The Jersey Shore sound is a genre of rock and roll popularized at the Jersey Shore on the Atlantic Ocean coast of New Jersey, United States.
The Jersey Shore sound evolved from the mixing of pre-Beatles rock and roll, rhythm and blues, doo-wop, and the urban culture of the Mid-Atlantic states, especially Pennsylvania (more specifically Philadelphia), Maryland, Rhode Island, Connecticut, New York, and, of course, New Jersey. The form has a strong Italian-American influence, in as much as many of the form's key precursors and artists, from Frankie Valli through Bruce Springsteen, are of Italian ancestry and urban background.
Jersey Shore music shares two thematic elements with its contemporary (and in many respects related) genres of heartland rock and roots rock: a focus on the daily lives of people (in this case, those living in the stereotypically industrial society of Northern and Central Jersey), and a sense of being the underdog (a theme in the genre from The Four Seasons' "Rag Doll", "Walk Like a Man", and "Big Man in Town" and through Bruce Springsteen's Darkness on the Edge of Town). The New Jersey sound has also been heavily influenced by Italian accordion music. In the example of Bruce Springsteen's E Street Band there are three musicians who are accordion players: organist Danny Federici (now replaced by Charles Giordano), guitarist Nils Lofgren, and pianist Roy Bittan. All three practiced accordion in its classical form and played in their younger years. This music has carried onto the stage and became an integral part of the music that shaped the New Jersey sound. Many piano and keyboard parts have a distinct sound of a call and answer reaction to the lyrics sung. Solidly thrumming guitar lines echo American V-8 engines so beloved by Jersey teenagers of the era. Piano, Hammond organ, and glockenspiel emphasize the melody lines. The glockenspiel sounds were provided by a Jenco Celestette, a unique compact version of the full sized celeste or celesta, that Danny Federici owned. In the E Street Band the keyboard parts are arranged with the glockenspiel and Roy Bittan's top notes on piano being played in unison. This combination is distinctly a New Jersey sound; Bruce Springsteen has said the keyboard parts are an extension of the calliope sounds heard on the carousels located on Jersey Shore boardwalks. Danny Federici was instrumental in creating this sound in Bruce Springsteen's music. Many New Jersey horn sections have used similar phrasing that the keyboards play. This is evident with the Southside Johnny and the Asbury Jukes sound. There has been influence from Van Morrison in terms of some song structure and with keyboard parts as well.
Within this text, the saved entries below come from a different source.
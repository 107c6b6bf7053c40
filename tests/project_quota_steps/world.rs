//! Shared world state for project quota BDD scenarios.

use std::{collections::HashMap, sync::Arc};

use mockable::DefaultClock;
use rstest::fixture;
use todolist::todo::{
    adapters::memory::InMemoryTodoStore,
    domain::{Project, TodoLimits},
    services::{TodoListManager, TodoServiceError},
};

/// Manager type used by the BDD world.
pub type TestManager = TodoListManager<InMemoryTodoStore, InMemoryTodoStore, DefaultClock>;

/// Scenario world for project quota behaviour tests.
pub struct ProjectQuotaWorld {
    pub manager: TestManager,
    pub projects: HashMap<String, Project>,
    pub last_creation: Option<Result<Project, TodoServiceError>>,
}

impl ProjectQuotaWorld {
    /// Creates a world whose manager enforces `limits`.
    #[must_use]
    pub fn with_limits(limits: TodoLimits) -> Self {
        let store = Arc::new(InMemoryTodoStore::new());
        let manager =
            TodoListManager::new(Arc::clone(&store), store, Arc::new(DefaultClock), limits);

        Self {
            manager,
            projects: HashMap::new(),
            last_creation: None,
        }
    }
}

impl Default for ProjectQuotaWorld {
    fn default() -> Self {
        Self::with_limits(TodoLimits::default())
    }
}

/// Fixture that creates a new scenario world.
#[fixture]
pub fn world() -> ProjectQuotaWorld {
    ProjectQuotaWorld::default()
}

/// Runs an async operation within sync step definitions.
pub fn run_async<T>(future: impl std::future::Future<Output = T>) -> T {
    tokio::task::block_in_place(|| tokio::runtime::Handle::current().block_on(future))
}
There are other characteristics, however, that distinguished the "Jersey Shore" sound from its related genres:
- Danceable - In contrast with Heartland rock, Jersey Shore music lent itself to dancing.
- Instrumentation - Jersey Shore music tended to borrow more keyboard, brass, and horn-based arrangements from its R&B roots than did its related genres. Many bands incorporated horns as a part of the band (rather than sideman attachments), from Clarence Clemons' saxophone in the E Street Band to the full brass and horns sections of Southside Johnny and the Asbury Jukes and Little Steven and the Disciples of Soul
- Romanticism - the genre exhibited a broad streak of romanticism, adding outsized emotion to relationships, personal struggles, and life in general.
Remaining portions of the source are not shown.